Addzi: Someone picks a number from ten to sixty. The first person to roll all ten dice so that they add to that number, wins. This is my favorite variation because it involves two phases of mathematical thinking. First, your kids ponder about which numbers are easiest or hardest to roll for. There are over 60 million combinations of dice rolls in Tenzi, and only one of them adds to ten.

Then, they must roll and decide which dice to keep and which to reroll. Each roll is a chance to think and talk about which dice add to which numbers.

By the way, I typically don't play Tenzi as a free-for-all. Otherwise, my 5-year-old would always beat my 3-year-old. Instead, we all roll at the same time and then strategize about the next roll.

These mathematical variations on the game benefit greatly from a little time and space to think, at least for the first several rounds of play. If you pause each round to talk through options, they'll have more opportunities to sharpen their strategic and mathematical thinking.

That said, if your kid really wants to play them as a free-for-all, go for it! You can also play some of the more ridiculous versions of the game, where you make animal noises every time you roll a match. Keep Tenzi fun so your kids keep wanting to play Tenzi.

## Dice as a Canvas

Some of the other variations in 77 Ways to Play Tenzi are actually visual patterns that you are supposed to match. Both my kids loved these versions, and I can see why. Did you realize how cool dice can look when they are placed together?
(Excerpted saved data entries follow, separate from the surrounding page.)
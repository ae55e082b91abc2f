use serde::Serialize;
use tracing::debug;

use crate::align::MatchOutcome;
use crate::config::MergeConfig;
use crate::corpus::VerseRef;

#[derive(Debug, Clone, PartialEq, Serialize)]
pub struct CaptionPart {
    pub display_text: String,
    pub reference: VerseRef,
}

/// One output caption built from one or more consecutive outcomes.
#[derive(Debug, Clone, PartialEq, Serialize)]
pub struct MergedCaption {
    pub start: f64,
    pub end: f64,
    pub parts: Vec<CaptionPart>,
}

impl MergedCaption {
    pub fn single(outcome: &MatchOutcome) -> Self {
        Self {
            start: outcome.segment.start,
            end: outcome.segment.end,
            parts: vec![CaptionPart {
                display_text: outcome.display_text.clone(),
                reference: outcome.reference,
            }],
        }
    }

    fn absorb(&mut self, outcome: &MatchOutcome) {
        self.start = self.start.min(outcome.segment.start);
        self.end = self.end.max(outcome.segment.end);
        self.parts.push(CaptionPart {
            display_text: outcome.display_text.clone(),
            reference: outcome.reference,
        });
    }

    fn last_reference(&self) -> VerseRef {
        self.parts
            .last()
            .map(|p| p.reference)
            .unwrap_or(VerseRef::UNMATCHED)
    }
}

/// Words an outcome contributes to a caption; the unmatched marker is not counted.
pub fn word_count(outcome: &MatchOutcome) -> usize {
    let text = if outcome.is_matched() {
        &outcome.display_text
    } else {
        &outcome.segment.text
    };
    text.split_whitespace().count()
}

/// One caption per outcome, used when merging is disabled.
pub fn single_captions(outcomes: &[MatchOutcome]) -> Vec<MergedCaption> {
    outcomes.iter().map(MergedCaption::single).collect()
}

/// Greedily merges time-sorted outcomes until each caption has `min_words`.
///
/// The next outcome joins the current caption only when it starts within
/// `max_gap_secs` of the caption's end, and either the caption is still short
/// or the outcome continues the same verse as the caption's last part.
/// Unmatched outcomes never count as a continuation.
pub fn merge_captions(outcomes: &[MatchOutcome], config: &MergeConfig) -> Vec<MergedCaption> {
    let mut captions = Vec::new();
    let mut iter = outcomes.iter().peekable();

    while let Some(first) = iter.next() {
        let mut caption = MergedCaption::single(first);
        let mut words = word_count(first);

        while let Some(next) = iter.peek() {
            let gap = next.segment.start - caption.end;
            if gap > config.max_gap_secs {
                break;
            }
            let last = caption.last_reference();
            let same_verse = !last.is_unmatched() && last == next.reference;
            if words >= config.min_words && !same_verse {
                break;
            }
            caption.absorb(next);
            words += word_count(next);
            iter.next();
        }

        captions.push(caption);
    }

    debug!(
        outcomes = outcomes.len(),
        captions = captions.len(),
        min_words = config.min_words,
        "captions merged"
    );
    captions
}

#[cfg(test)]
mod tests {
    use super::*;
    use crate::srt::TimedSegment;

    fn outcome(start: f64, end: f64, text: &str, chapter: u32, verse: u32) -> MatchOutcome {
        let segment = TimedSegment {
            index: 0,
            start,
            end,
            text: text.to_string(),
        };
        if chapter == 0 {
            return MatchOutcome::unmatched(segment);
        }
        MatchOutcome {
            segment,
            reference: VerseRef::new(chapter, verse),
            display_text: text.to_string(),
            score: 1.0,
        }
    }

    fn config(min_words: usize) -> MergeConfig {
        MergeConfig {
            min_words,
            ..MergeConfig::default()
        }
    }

    #[test]
    fn merges_short_neighbours_until_min_words() {
        let outcomes = [
            outcome(0.0, 1.0, "a b", 1, 1),
            outcome(1.5, 2.0, "c d", 1, 2),
            outcome(2.2, 3.0, "e f", 1, 3),
            outcome(3.1, 4.0, "g", 1, 4),
        ];
        let captions = merge_captions(&outcomes, &config(5));
        assert_eq!(captions.len(), 2);
        assert_eq!(captions[0].parts.len(), 3);
        assert_eq!(captions[0].start, 0.0);
        assert_eq!(captions[0].end, 3.0);
        assert_eq!(captions[1].parts.len(), 1);
        assert_eq!(captions[1].parts[0].reference, VerseRef::new(1, 4));
    }

    #[test]
    fn gap_over_one_second_splits() {
        let outcomes = [outcome(0.0, 1.0, "a", 1, 1), outcome(2.01, 3.0, "b", 1, 2)];
        let captions = merge_captions(&outcomes, &config(5));
        assert_eq!(captions.len(), 2);
    }

    #[test]
    fn gap_of_exactly_max_gap_merges() {
        let outcomes = [outcome(0.0, 1.0, "a", 1, 1), outcome(2.0, 3.0, "b", 1, 2)];
        assert_eq!(merge_captions(&outcomes, &config(5)).len(), 1);
    }

    #[test]
    fn same_verse_continuation_absorbed_past_min_words() {
        let outcomes = [
            outcome(0.0, 1.0, "a b c d e f", 2, 7),
            outcome(1.2, 2.0, "a b c d e f", 2, 7),
            outcome(2.1, 3.0, "x y", 2, 8),
        ];
        let captions = merge_captions(&outcomes, &config(5));
        assert_eq!(captions.len(), 2);
        assert_eq!(captions[0].parts.len(), 2);
        assert_eq!(captions[1].parts[0].reference, VerseRef::new(2, 8));
    }

    #[test]
    fn unmatched_runs_are_not_continuations() {
        let outcomes = [
            outcome(0.0, 1.0, "a b c d e", 0, 0),
            outcome(1.1, 2.0, "f g", 0, 0),
        ];
        let captions = merge_captions(&outcomes, &config(5));
        assert_eq!(captions.len(), 2);
    }

    #[test]
    fn marker_does_not_count_as_words() {
        let o = outcome(0.0, 1.0, "a b", 0, 0);
        assert_eq!(word_count(&o), 2);
        assert_eq!(o.display_text, "a b (unmatched)");
    }

    #[test]
    fn parts_keep_order_and_duplicates() {
        let outcomes = [
            outcome(0.0, 1.0, "x", 1, 3),
            outcome(1.0, 2.0, "x", 1, 3),
            outcome(2.0, 3.0, "y", 1, 4),
        ];
        let captions = merge_captions(&outcomes, &config(10));
        assert_eq!(captions.len(), 1);
        let texts: Vec<_> = captions[0].parts.iter().map(|p| p.display_text.as_str()).collect();
        assert_eq!(texts, vec!["x", "x", "y"]);
    }

    #[test]
    fn every_caption_but_the_last_reaches_min_words_or_hits_a_gap() {
        let outcomes: Vec<_> = (0..9)
            .map(|i| outcome(i as f64, i as f64 + 0.9, "w w", 1, i + 1))
            .collect();
        let captions = merge_captions(&outcomes, &config(5));
        for c in &captions[..captions.len() - 1] {
            let words: usize = c.parts.iter().map(|p| p.display_text.split_whitespace().count()).sum();
            assert!(words >= 5);
        }
        let total: usize = captions.iter().map(|c| c.parts.len()).sum();
        assert_eq!(total, 9);
    }

    #[test]
    fn single_captions_one_per_outcome() {
        let outcomes = [outcome(0.0, 1.0, "a", 1, 1), outcome(1.0, 2.0, "b", 1, 2)];
        let captions = single_captions(&outcomes);
        assert_eq!(captions.len(), 2);
        assert_eq!(captions[1].start, 1.0);
    }
}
That's the secret benefit of Tenzi: the dice are so visually pleasing, and the patterns are so lovely to look at, that they might just spark your kid's imagination. Check out the rattlesnake my son made below. I asked to take a picture, but he insisted on doing a video so he could explain the parts of his design. If you think he isn't using any mathematical skills while making these designs, you're wrong.

So keep Tenzi around, play for a few minutes, and then leave the dice out for a little while afterward. Your kid might just surprise you with the things they create.